GIVEN ENTRIES Block Start

#[cfg(feature = "config")]
use core_config::{ConfigError, FromEnv, env_or_default, env_parse};

/// Settings injected into [`CatalogService`](crate::service::CatalogService).
#[derive(Clone, Debug, PartialEq, Eq)]
pub struct CatalogConfig {
    /// Topic that receives `ProductCreated` events
    pub product_registered_topic: String,

    /// When false the service runs without an event publisher
    pub events_enabled: bool,

    /// Events buffered ahead of the sink before new ones are dropped
    pub event_queue_capacity: usize,
}

impl Default for CatalogConfig {
    fn default() -> Self {
        Self {
            product_registered_topic: "product-registered".to_string(),
            events_enabled: true,
            event_queue_capacity: 1024,
        }
    }
}

/// Dapr sidecar used as the event sink.
#[derive(Clone, Debug, PartialEq, Eq)]
pub struct DaprConfig {
    pub host: String,
    pub http_port: u16,
    pub pubsub_name: String,
}

impl DaprConfig {
    pub fn base_url(&self) -> String {
        format!("http://{}:{}", self.host, self.http_port)
    }
}

impl Default for DaprConfig {
    fn default() -> Self {
        Self {
            host: "localhost".to_string(),
            http_port: 3500,
            pubsub_name: "catalog-pubsub".to_string(),
        }
    }
}

/// Environment variables:
/// - `CATALOG_PRODUCT_REGISTERED_TOPIC` (default: product-registered)
/// - `CATALOG_EVENTS_ENABLED` (default: true)
/// - `CATALOG_EVENT_QUEUE_CAPACITY` (default: 1024)
#[cfg(feature = "config")]
impl FromEnv for CatalogConfig {
    fn from_env() -> Result<Self, ConfigError> {
        let defaults = Self::default();

        Ok(Self {
            product_registered_topic: env_or_default(
                "CATALOG_PRODUCT_REGISTERED_TOPIC",
                &defaults.product_registered_topic,
            ),
            events_enabled: env_parse("CATALOG_EVENTS_ENABLED", defaults.events_enabled)?,
            event_queue_capacity: env_parse(
                "CATALOG_EVENT_QUEUE_CAPACITY",
                defaults.event_queue_capacity,
            )?,
        })
    }
}

/// Environment variables:
/// - `DAPR_HTTP_HOST` (default: localhost)
/// - `DAPR_HTTP_PORT` (default: 3500)
/// - `DAPR_PUBSUB_NAME` (default: catalog-pubsub)
#[cfg(feature = "config")]
impl FromEnv for DaprConfig {
    fn from_env() -> Result<Self, ConfigError> {
        let defaults = Self::default();

        Ok(Self {
            host: env_or_default("DAPR_HTTP_HOST", &defaults.host),
            http_port: env_parse("DAPR_HTTP_PORT", defaults.http_port)?,
            pubsub_name: env_or_default("DAPR_PUBSUB_NAME", &defaults.pubsub_name),
        })
    }
}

GIVEN ENTRIES Block End

TASK DIRECTIONS ▸ All records shown above need to be written out again verbatim.

ANSWER SPACE ▸
#[cfg(feature = "config")]
use core_config::{ConfigError, FromEnv, env_or_default, env_parse};

/// Settings injected into [`CatalogService`](crate::service::CatalogService).
#[derive(Clone, Debug, PartialEq, Eq)]
pub struct CatalogConfig {
    /// Topic that receives `ProductCreated` events
    pub product_registered_topic: String,

    /// When false the service runs without an event publisher
    pub events_enabled: bool,

    /// Events buffered ahead of the sink before new ones are dropped
    pub event_queue_capacity: usize,
}

impl Default for CatalogConfig {
    fn default() -> Self {
        Self {
            product_registered_topic: "product-registered".to_string(),
            events_enabled: true,
            event_queue_capacity: 1024,
        }
    }
}

/// Dapr sidecar used as the event sink.
#[derive(Clone, Debug, PartialEq, Eq)]
pub struct DaprConfig {
    pub host: String,
    pub http_port: u16,
    pub pubsub_name: String,
}

impl DaprConfig {
    pub fn base_url(&self) -> String {
        format!("http://{}:{}", self.host, self.http_port)
    }
}

impl Default for DaprConfig {
    fn default() -> Self {
        Self {
            host: "localhost".to_string(),
            http_port: 3500,
            pubsub_name: "catalog-pubsub".to_string(),
        }
    }
}

/// Environment variables:
/// - `CATALOG_PRODUCT_REGISTERED_TOPIC` (default: product-registered)
/// - `CATALOG_EVENTS_ENABLED` (default: true)
/// - `CATALOG_EVENT_QUEUE_CAPACITY` (default: 1024)
#[cfg(feature = "config")]
impl FromEnv for CatalogConfig {
    fn from_env() -> Result<Self, ConfigError> {
        let defaults = Self::default();

        Ok(Self {
            product_registered_topic: env_or_default(
                "CATALOG_PRODUCT_REGISTERED_TOPIC",
                &defaults.product_registered_topic,
            ),
            events_enabled: env_parse("CATALOG_EVENTS_ENABLED", defaults.events_enabled)?,
            event_queue_capacity: env_parse(
                "CATALOG_EVENT_QUEUE_CAPACITY",
                defaults.event_queue_capacity,
            )?,
        })
    }
}

/// Environment variables:
/// - `DAPR_HTTP_HOST` (default: localhost)
/// - `DAPR_HTTP_PORT` (default: 3500)
/// - `DAPR_PUBSUB_NAME` (default: catalog-pubsub)
#[cfg(feature = "config")]
impl FromEnv for DaprConfig {
    fn from_env() -> Result<Self, ConfigError> {
        let defaults = Self::default();

        Ok(Self {
            host: env_or_default("DAPR_HTTP_HOST", &defaults.host),
            http_port: env_parse("DAPR_HTTP_PORT", defaults.http_port)?,
            pubsub_name: env_or_default("DAPR_PUBSUB_NAME", &defaults.pubsub_name),
        })
    }
}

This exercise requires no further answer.